The Locdoor Ransomware and threats like it take the victim's files hostage, demanding the payment of a ransom from the victim. The Locdoor Ransomware uses the AES encryption to make the victim's files inaccessible, making it nearly impossible to restore the files that have been encrypted by the Locdoor Ransomware attack. The Locdoor Ransomware targets the user-generated files, which may include media files, various document types, configuration files, databases and various other content kinds. The files targeted by threats like the Locdoor Ransomware include:

.jpg, .jpeg, .raw, .tif, .gif, .png, .bmp, .3dm, .max, .accdb, .db, .dbf, .mdb, .pdb, .sql, .dwg, .dxf, .cpp, .cs, .h, .php, .asp, .rb, .java, .jar, .class, .py, .js, .aaf, .aep, .aepx, .plb, .prel, .prproj, .aet, .ppj, .psd, .indd, .indl, .indt, .indb, .inx, .idml, .pmd, .xqx, .xqx, .ai, .eps, .ps, .svg, .swf, .fla, .as3, .as, .txt, .doc, .dot, .docx, .docm, .dotx, .dotm, .docb, .rtf, .wpd, .wps, .msg, .pdf, .xls, .xlt, .xlm, .xlsx, .xlsm, .xltx, .xltm, .xlsb, .xla, .xlam, .xll, .xlw, .ppt, .pot, .pps, .pptx, .pptm, .potx, .potm, .ppam, .ppsx, .ppsm, .sldx, .sldm, .wav, .mp3, .aif, .iff, .m3u, .m4u, .mid, .mpa, .wma, .ra, .avi, .mov, .mp4, .3gp, .mpeg, .3g2, .asf, .asx, .flv, .mpg, .wmv, .vob, .m3u8, .dat, .csv, .efx, .sdf, .vcf, .xml, .ses, .qbw, .qbb, .qbm, .qbi, .qbr , .cnt, .des, .v30, .qbo, .ini, .lgb, .qwc, .qbp, .aif, .qba, .tlg, .qbx, .qby , .1pa, .qpd, .txt, .set, .iif, .nd, .rtp, .tlg, .wav, .qsm, .qss, .qst, .fx0, .fx1, .mx0, .fpx, .fxr, .fim, .ptb, .ai, .pfb, .cgn, .vsd, .cdr, .cmx, .cpt, .csl, .cur, .des, .dsf, .ds4, , .drw, .eps, .ps, .prn, .gif, .pcd, .pct, .pcx, .plt, .rif, .svg, .swf, .tga, .tiff, .psp, .ttf, .wpd, .wpg, .wi, .raw, .wmf, .txt, .cal, .cpx, .shw, .clk, .cdx, .cdt, .fpx, .fmv, .img, .gem, .xcf, .pic, .mac, .met, .pp4, .pp5, .ppf, .nap, .pat, .ps, .prn, .sct, .vsd, .wk3, .wk4, .xpm, .zip, .rar.

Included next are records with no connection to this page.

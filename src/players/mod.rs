//! Move selection for the two kinds of participant.
//!
//! A [`Player`] is a closed sum type: either an interactive participant
//! whose moves come from a [`MoveSource`] (console, script, UI), or the
//! automated participant driven by [`MinimaxSearch`]. Both only *select*
//! an edge; the turn controller applies it.

use std::collections::VecDeque;

use serde::{Deserialize, Serialize};

use crate::board::{BoardState, Edge};
use crate::core::{MoveError, PlayerId};
use crate::search::{MinimaxSearch, SearchConfig, SearchStats};

/// Supplier of moves for an interactive player.
///
/// Implementations may block (e.g. waiting on a terminal). They are told
/// about rejected moves and are then asked again by the caller.
pub trait MoveSource {
    /// Ask for the next edge for `player`.
    ///
    /// Returns `None` when no more input will arrive.
    fn next_move(&mut self, board: &BoardState, player: PlayerId) -> Option<Edge>;

    /// The last edge from this source was rejected.
    fn rejected(&mut self, _player: PlayerId, _error: &MoveError) {}
}

/// Which kind of participant fills a seat.
#[derive(Clone, Copy, Debug, PartialEq, Eq, Hash, Serialize, Deserialize)]
pub enum PlayerKind {
    /// Moves come from a [`MoveSource`].
    Human,
    /// Moves come from [`MinimaxSearch`].
    Minimax,
}

/// A participant in the game.
pub enum Player {
    Interactive(Box<dyn MoveSource>),
    Minimax(MinimaxSearch),
}

impl Player {
    /// Wrap a move source as an interactive player.
    pub fn interactive(source: impl MoveSource + 'static) -> Self {
        Player::Interactive(Box::new(source))
    }

    /// A search-driven player with the given configuration.
    pub fn minimax(config: SearchConfig) -> Self {
        Player::Minimax(MinimaxSearch::new(config))
    }

    #[must_use]
    pub fn kind(&self) -> PlayerKind {
        match self {
            Player::Interactive(_) => PlayerKind::Human,
            Player::Minimax(_) => PlayerKind::Minimax,
        }
    }

    /// Select a move for `me` on `board`.
    ///
    /// A search player always returns an open edge while one exists. An
    /// interactive player returns whatever its source supplies, which may
    /// still be rejected by the board.
    pub fn select_move(&mut self, board: &BoardState, me: PlayerId) -> Option<Edge> {
        match self {
            Player::Interactive(source) => source.next_move(board, me),
            Player::Minimax(search) => search.choose_move(board, me),
        }
    }

    /// Forward a rejection to an interactive source.
    pub fn notify_rejected(&mut self, me: PlayerId, error: &MoveError) {
        if let Player::Interactive(source) = self {
            source.rejected(me, error);
        }
    }

    /// Statistics of the last search, for search players.
    #[must_use]
    pub fn last_search(&self) -> Option<&SearchStats> {
        match self {
            Player::Interactive(_) => None,
            Player::Minimax(search) => Some(search.stats()),
        }
    }
}

impl std::fmt::Debug for Player {
    fn fmt(&self, f: &mut std::fmt::Formatter<'_>) -> std::fmt::Result {
        match self {
            Player::Interactive(_) => f.write_str("Interactive"),
            Player::Minimax(search) => f.debug_tuple("Minimax").field(search.config()).finish(),
        }
    }
}

/// A move source that replays a fixed list of edges.
///
/// Useful for tests and for replaying recorded games.
#[derive(Clone, Debug, Default)]
pub struct ScriptedMoves {
    moves: VecDeque<Edge>,
    rejections: Vec<MoveError>,
}

impl ScriptedMoves {
    pub fn new(moves: impl IntoIterator<Item = Edge>) -> Self {
        Self {
            moves: moves.into_iter().collect(),
            rejections: Vec::new(),
        }
    }

    /// Rejections reported so far.
    #[must_use]
    pub fn rejections(&self) -> &[MoveError] {
        &self.rejections
    }
}

impl MoveSource for ScriptedMoves {
    fn next_move(&mut self, _board: &BoardState, _player: PlayerId) -> Option<Edge> {
        self.moves.pop_front()
    }

    fn rejected(&mut self, _player: PlayerId, error: &MoveError) {
        self.rejections.push(*error);
    }
}

#[cfg(test)]
mod tests {
    use super::*;

    #[test]
    fn test_scripted_player_replays_in_order() {
        let board = BoardState::new(2, 2);
        let mut player = Player::interactive(ScriptedMoves::new([Edge::new(0, 1), Edge::new(2, 3)]));

        assert_eq!(player.kind(), PlayerKind::Human);
        assert_eq!(player.select_move(&board, PlayerId::A), Some(Edge::new(0, 1)));
        assert_eq!(player.select_move(&board, PlayerId::A), Some(Edge::new(2, 3)));
        assert_eq!(player.select_move(&board, PlayerId::A), None);
        assert!(player.last_search().is_none());
    }

    #[test]
    fn test_minimax_player_selects_open_edge() {
        let board = BoardState::new(3, 3);
        let mut player = Player::minimax(SearchConfig::default().with_node_budget(200));

        let edge = player.select_move(&board, PlayerId::B).unwrap();

        assert_eq!(player.kind(), PlayerKind::Minimax);
        assert_eq!(board.edge_status(edge), Some(false));
        assert!(player.last_search().unwrap().nodes > 0);
    }

    #[test]
    fn test_scripted_moves_records_rejections() {
        let mut source = ScriptedMoves::default();
        let error = MoveError::InvalidEdge { a: 0, b: 9 };

        source.rejected(PlayerId::A, &error);

        assert_eq!(source.rejections(), &[error]);
    }
}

The Locdoor Ransomware does not rename the files encrypted by its attack (which is a common practice by similar threats). The Locdoor Ransomware, however, makes the encrypted files easy to recognize because they will show up as blank icons on the Windows Explorer and their contents will not be accessible. The Locdoor Ransomware delivers its ransom note in the form of an HTML file that opens the website 9w37hde92oqvcew235[.]creatorlink[.]net and delivers a message asking for a ransom, which reads as follows:

'Locdoor
Ransomware
decrypt Home Page...
An important file on your computer has been encrypted to
the Locdoor Ransomware! Can I recover it? Yes you can do the
recovery but the repair send a bit of coin to the
value of $ 0.10 to
364apyRKNUXFmVsk5z8Wf1T7tYcoD1RTZ address'

Dealing with the Locdoor Ransomware Infection

Computer users are advised by threat experts against paying the Locdoor Ransomware ransom. Instead, they should prepare themselves to fight these threats by using a tried and true security program that is fully up-to-date, having backup copies of all their files, and storing these backups on an external memory utility or the cloud. Apart from file backups, computer users are counseled to learn how to deal with spam emails and similar potentially unsafe content safely. The combination of the security program, the file backups, and better procedures when dealing with risky online content can help prevent an invasion by most threats like the Locdoor Ransomware. Unfortunately, threats like the Locdoor Ransomware use an encryption method that is unbreakable currently, meaning that computer users will not be capable of restoring access to the files encrypted by the Locdoor Ransomware unless they have the decryption key.